Poetry is also an affair with language. It may begin with substance, yet it is form, defined by the use of language, which helps reveal this substance, be it abstract or strictly formalistic. This may amount to “describing the ordinary in extraordinary ways”. Furthermore, it may well be that in the process of writing, poetry may begin with form. Merwin again states that “a poem begins out of what you don’t know, and you begin not by having a good idea but by hearing something in the language.”
I concede that my definition of what makes poetry faces difficulties. What of poetry which emphasises form over substance? What of types of poetry which aim to achieve different goals other than the revelation of the extraordinary, such as the setting forth lengthy narratives, say for instance in epic poetry? It would be intellectually dishonest not to address such problems. However, poetry is profoundly personal; as it is, the short answer would be that I do not consider these ‘poetry’ in the true sense. It may be that they are only poetry for having adopted recognised and aesthetically viable forms of verse and rhyme.
So it has been contended that poetry is a moment of extraordinary insight. But what use of this moment of beauty? Why does poetry matter? Consider the following poem, “Learning by Heart”, by Abbas Raza (founding editor of 3quarksdaily):
He recited a short poem to me
Which he had learned by heart
Not to impress or intimidate
Me, or anyone else,
But just in case one year
Spring might be late in coming
And he need cheer his friends
Saddened by the dearth of birdsong.
Or perhaps for that moment in love
When he would be struck speechless,
When he knew that he would need
To borrow another man’s tongue.
Or maybe just so that if he wanted
He could tie a brightly colored cravat
On the neck of an autumn crepuscule
Too-soberly dressed in a charcoal suit.
— S. Abbas Raza (for Robin Varghese, April 8, 2010)

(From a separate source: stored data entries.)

//! Admin report with a short-lived in-process cache.

use std::sync::Arc;
use std::time::{Duration, Instant};

use keyrelay_store::UserStore;
use keyrelay_store::report::{Report, build_report};
use parking_lot::Mutex;
use time::OffsetDateTime;
use tracing::debug;

use crate::error::{ApiError, ErrorPolicy};

struct Cached {
    at: Instant,
    report: Arc<Report>,
}

pub struct ReportService {
    store: Arc<dyn UserStore>,
    pool_size: usize,
    recent_limit: usize,
    ttl: Duration,
    cache: Mutex<Option<Cached>>,
    errors: ErrorPolicy,
}

impl ReportService {
    pub fn new(
        store: Arc<dyn UserStore>,
        pool_size: usize,
        recent_limit: usize,
        ttl: Duration,
        errors: ErrorPolicy,
    ) -> Self {
        Self {
            store,
            pool_size,
            recent_limit,
            ttl,
            cache: Mutex::new(None),
            errors,
        }
    }

    /// Current report with raw emails, and whether it came from the cache.
    pub async fn report(&self) -> Result<(Arc<Report>, bool), ApiError> {
        if let Some(report) = self.cached() {
            debug!("admin report served from cache");
            return Ok((report, true));
        }

        let users = self.store.users().await.map_err(|e| self.errors.store(e))?;
        let usage = self.store.usage().await.map_err(|e| self.errors.store(e))?;
        let report = Arc::new(build_report(
            &users,
            &usage,
            self.pool_size,
            OffsetDateTime::now_utc(),
            self.recent_limit,
        ));

        if !self.ttl.is_zero() {
            *self.cache.lock() = Some(Cached {
                at: Instant::now(),
                report: report.clone(),
            });
        }
        Ok((report, false))
    }

    fn cached(&self) -> Option<Arc<Report>> {
        let cache = self.cache.lock();
        cache
            .as_ref()
            .filter(|c| c.at.elapsed() < self.ttl)
            .map(|c| c.report.clone())
    }
}
//! CLI override definitions and application logic.

use clap::Parser;

use crate::Config;

#[derive(Debug, Clone, Parser, Default)]
pub struct CliOverrides {
    /// Override HTTP listen address, e.g. 0.0.0.0:8888
    #[arg(long)]
    pub listen: Option<String>,
    /// Override the directory holding users.json and usage.json
    #[arg(long, env = "KEYRELAY_DATA_DIR")]
    pub data_dir: Option<String>,
    /// Override log level (trace/debug/info/warn/error)
    #[arg(long)]
    pub log_level: Option<String>,
    /// Override the model used for relayed chats
    #[arg(long)]
    pub model: Option<String>,
    /// Override the Anthropic API base URL
    #[arg(long)]
    pub upstream_url: Option<String>,
    /// Include upstream payloads and internal causes in error responses
    #[arg(long)]
    pub expose_error_details: Option<bool>,
    /// Override upstream request timeout (seconds)
    #[arg(long)]
    pub request_timeout_secs: Option<u64>,
}

pub fn apply_overrides(config: &mut Config, overrides: &CliOverrides) {
    if let Some(v) = &overrides.listen {
        config.server.listen = v.clone();
    }
    if let Some(v) = &overrides.data_dir {
        config.storage.data_dir = v.clone();
    }
    if let Some(v) = &overrides.log_level {
        config.logging.level = Some(v.clone());
    }
    if let Some(v) = &overrides.model {
        config.upstream.model = v.clone();
    }
    if let Some(v) = &overrides.upstream_url {
        config.upstream.base_url = v.clone();
    }
    if let Some(v) = overrides.expose_error_details {
        config.server.expose_error_details = v;
    }
    if let Some(v) = overrides.request_timeout_secs {
        config.server.request_timeout_secs = v;
    }
}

The fact remains that human life has to be nourished with some further beauty, some meaningful insight which stands out against the drabness of the ordinary. In this respect, poetry is no different from the fine arts. It is, however, distinguishable and more immediately relevant to us, being a manifestation of the primary means by which we communicate – language.
Moreover, much has been written and said about how one of the redeeming features of humanity is its capacity to be astonished. This is accompanied by humanity’s need to be astonished, in order for humanity to transcend itself. I opine that to be exposed to the extraordinary within the ordinary, in an extraordinary fashion, one necessarily experiences the frisson of astonishment.
In conclusion, there is much to be said about poetry. Poetry is more accessible than it seems, and is of direct relevance to our very beings: Poetry is simpler than what it delivers. Poetry allows us to transcend the grind of humanity by astonishing us with the beauty of the extraordinary. Poetry is but one amongst the many vital sugars which a life lived to its fullest must be sustained upon.
With its relevance and its oft-overlooked accessibility, poetry is for everyone.
A caveat: Raza suggests that we ought to share poetry, whilst Yeats cynically observes in the third verse of “Adam’s Curse” that this has become desperately unfashionable:
I said, ‘It’s certain there is no fine thing
Since Adam’s fall but needs much labouring.
There have been lovers who thought love should be
So much compounded of high courtesy
That they would sigh and quote with learned looks
Precedents out of beautiful old books;
Yet now it seems an idle trade enough.’
— W.B. Yeats
This is perhaps a matter best left to good taste and discretion.